= SUPPLIED MATERIAL =

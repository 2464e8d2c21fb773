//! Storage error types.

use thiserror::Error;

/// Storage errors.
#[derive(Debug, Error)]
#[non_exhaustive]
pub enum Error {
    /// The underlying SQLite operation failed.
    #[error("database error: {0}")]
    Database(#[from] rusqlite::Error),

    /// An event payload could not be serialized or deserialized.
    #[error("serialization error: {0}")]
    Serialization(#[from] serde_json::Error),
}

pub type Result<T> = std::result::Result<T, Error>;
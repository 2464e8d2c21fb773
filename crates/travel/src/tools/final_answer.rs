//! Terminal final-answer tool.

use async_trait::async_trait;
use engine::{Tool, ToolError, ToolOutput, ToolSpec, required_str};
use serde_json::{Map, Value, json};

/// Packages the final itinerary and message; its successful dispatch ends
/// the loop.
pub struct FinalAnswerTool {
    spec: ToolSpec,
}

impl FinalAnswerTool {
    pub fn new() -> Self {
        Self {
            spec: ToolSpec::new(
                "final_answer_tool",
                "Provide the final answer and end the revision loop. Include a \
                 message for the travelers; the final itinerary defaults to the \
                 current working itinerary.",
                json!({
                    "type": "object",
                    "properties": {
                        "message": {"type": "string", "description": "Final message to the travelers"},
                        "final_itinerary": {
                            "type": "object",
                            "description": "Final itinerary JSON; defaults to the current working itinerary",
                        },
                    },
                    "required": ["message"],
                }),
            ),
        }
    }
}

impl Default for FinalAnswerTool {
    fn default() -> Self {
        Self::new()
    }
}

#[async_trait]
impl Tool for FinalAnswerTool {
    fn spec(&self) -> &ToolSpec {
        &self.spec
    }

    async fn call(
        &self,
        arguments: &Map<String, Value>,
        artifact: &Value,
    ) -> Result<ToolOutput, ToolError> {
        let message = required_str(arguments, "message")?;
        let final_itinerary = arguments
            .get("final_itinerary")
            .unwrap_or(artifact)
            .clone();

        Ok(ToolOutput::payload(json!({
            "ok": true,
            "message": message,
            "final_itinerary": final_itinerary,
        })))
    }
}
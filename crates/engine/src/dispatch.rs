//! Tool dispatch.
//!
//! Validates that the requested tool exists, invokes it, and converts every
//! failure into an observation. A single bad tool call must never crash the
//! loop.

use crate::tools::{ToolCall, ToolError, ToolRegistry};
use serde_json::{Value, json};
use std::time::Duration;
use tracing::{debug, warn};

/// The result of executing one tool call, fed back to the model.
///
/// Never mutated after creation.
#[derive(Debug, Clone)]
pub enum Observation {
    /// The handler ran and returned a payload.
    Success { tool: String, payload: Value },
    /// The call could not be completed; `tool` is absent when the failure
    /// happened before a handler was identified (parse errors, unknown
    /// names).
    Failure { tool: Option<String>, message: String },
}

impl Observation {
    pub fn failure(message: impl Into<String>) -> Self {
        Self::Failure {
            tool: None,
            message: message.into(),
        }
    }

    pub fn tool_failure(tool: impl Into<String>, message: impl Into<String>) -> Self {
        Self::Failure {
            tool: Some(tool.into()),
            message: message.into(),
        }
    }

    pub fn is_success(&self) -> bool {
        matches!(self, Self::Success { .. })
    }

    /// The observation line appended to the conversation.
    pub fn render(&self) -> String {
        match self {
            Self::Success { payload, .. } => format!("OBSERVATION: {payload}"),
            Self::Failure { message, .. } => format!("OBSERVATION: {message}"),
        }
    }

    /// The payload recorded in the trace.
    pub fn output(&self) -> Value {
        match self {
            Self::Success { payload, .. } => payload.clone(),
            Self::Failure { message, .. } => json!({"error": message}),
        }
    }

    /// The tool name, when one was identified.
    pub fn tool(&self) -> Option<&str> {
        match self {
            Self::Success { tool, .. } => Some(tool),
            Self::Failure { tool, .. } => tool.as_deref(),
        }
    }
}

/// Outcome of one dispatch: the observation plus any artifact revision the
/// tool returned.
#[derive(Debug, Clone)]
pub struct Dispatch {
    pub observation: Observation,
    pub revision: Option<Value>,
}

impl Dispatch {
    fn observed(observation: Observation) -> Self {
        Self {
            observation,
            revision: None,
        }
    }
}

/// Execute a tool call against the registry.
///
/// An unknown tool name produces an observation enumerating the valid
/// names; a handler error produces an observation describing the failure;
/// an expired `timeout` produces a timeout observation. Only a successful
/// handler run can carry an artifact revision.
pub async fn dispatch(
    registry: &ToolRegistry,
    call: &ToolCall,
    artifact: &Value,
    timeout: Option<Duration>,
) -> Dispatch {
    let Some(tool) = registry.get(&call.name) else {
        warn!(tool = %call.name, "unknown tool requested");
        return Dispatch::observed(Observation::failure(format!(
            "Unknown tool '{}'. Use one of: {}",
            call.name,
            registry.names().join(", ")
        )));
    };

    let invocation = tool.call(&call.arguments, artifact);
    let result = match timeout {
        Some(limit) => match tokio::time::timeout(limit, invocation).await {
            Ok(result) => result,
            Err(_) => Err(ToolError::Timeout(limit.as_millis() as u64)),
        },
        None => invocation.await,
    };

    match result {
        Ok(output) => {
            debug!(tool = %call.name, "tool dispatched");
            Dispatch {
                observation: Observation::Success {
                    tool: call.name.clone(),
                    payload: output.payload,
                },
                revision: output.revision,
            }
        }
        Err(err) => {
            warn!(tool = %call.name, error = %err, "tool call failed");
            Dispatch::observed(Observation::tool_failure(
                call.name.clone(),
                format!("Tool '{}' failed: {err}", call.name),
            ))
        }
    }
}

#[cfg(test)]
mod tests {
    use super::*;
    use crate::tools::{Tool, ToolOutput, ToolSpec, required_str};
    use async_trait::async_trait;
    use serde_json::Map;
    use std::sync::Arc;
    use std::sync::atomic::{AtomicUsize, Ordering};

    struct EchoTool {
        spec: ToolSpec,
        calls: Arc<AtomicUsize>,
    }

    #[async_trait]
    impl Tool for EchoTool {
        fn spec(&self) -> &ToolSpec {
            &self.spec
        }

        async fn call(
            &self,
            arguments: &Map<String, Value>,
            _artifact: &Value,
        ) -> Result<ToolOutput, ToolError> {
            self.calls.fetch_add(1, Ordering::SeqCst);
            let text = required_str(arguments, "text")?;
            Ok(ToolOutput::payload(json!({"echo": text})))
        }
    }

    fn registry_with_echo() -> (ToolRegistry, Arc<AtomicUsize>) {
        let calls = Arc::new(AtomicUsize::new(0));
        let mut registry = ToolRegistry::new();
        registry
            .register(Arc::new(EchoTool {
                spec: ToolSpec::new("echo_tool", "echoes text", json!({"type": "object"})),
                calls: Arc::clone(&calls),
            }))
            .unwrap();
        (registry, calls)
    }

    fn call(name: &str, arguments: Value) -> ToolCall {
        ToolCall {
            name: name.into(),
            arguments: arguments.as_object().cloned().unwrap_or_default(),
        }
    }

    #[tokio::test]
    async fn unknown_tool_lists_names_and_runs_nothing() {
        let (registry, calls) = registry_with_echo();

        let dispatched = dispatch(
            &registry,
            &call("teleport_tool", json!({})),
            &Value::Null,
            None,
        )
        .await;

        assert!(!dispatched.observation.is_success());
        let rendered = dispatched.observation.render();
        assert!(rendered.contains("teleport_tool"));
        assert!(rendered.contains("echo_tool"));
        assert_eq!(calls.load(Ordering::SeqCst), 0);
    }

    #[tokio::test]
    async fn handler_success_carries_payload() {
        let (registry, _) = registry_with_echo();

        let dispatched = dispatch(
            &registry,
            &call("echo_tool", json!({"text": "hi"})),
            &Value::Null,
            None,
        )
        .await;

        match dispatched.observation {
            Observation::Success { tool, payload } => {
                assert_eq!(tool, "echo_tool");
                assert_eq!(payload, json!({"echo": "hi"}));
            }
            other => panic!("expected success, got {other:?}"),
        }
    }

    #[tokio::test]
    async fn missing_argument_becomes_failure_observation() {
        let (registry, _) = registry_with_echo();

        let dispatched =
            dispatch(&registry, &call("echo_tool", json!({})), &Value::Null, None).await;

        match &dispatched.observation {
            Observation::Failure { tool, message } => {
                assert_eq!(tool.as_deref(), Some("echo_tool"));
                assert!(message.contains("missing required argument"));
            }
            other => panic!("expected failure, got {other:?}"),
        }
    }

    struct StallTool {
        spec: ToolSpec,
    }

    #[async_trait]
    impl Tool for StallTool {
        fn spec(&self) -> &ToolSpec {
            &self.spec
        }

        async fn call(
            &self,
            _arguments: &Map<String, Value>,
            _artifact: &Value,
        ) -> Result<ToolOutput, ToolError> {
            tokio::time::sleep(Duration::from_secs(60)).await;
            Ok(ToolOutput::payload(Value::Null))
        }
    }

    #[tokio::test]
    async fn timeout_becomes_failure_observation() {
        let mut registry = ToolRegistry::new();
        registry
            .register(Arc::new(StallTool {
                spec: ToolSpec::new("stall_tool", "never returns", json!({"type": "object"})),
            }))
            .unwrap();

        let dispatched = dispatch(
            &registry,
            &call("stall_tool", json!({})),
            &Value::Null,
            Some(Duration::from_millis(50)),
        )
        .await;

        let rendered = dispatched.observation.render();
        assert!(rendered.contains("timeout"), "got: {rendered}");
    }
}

= PROBLEM TO SOLVE =
Filter the records for the word "identified" and show every line that has it.

= RESPONSE BELOW =
    /// happened before a handler was identified (parse errors, unknown
    /// The tool name, when one was identified.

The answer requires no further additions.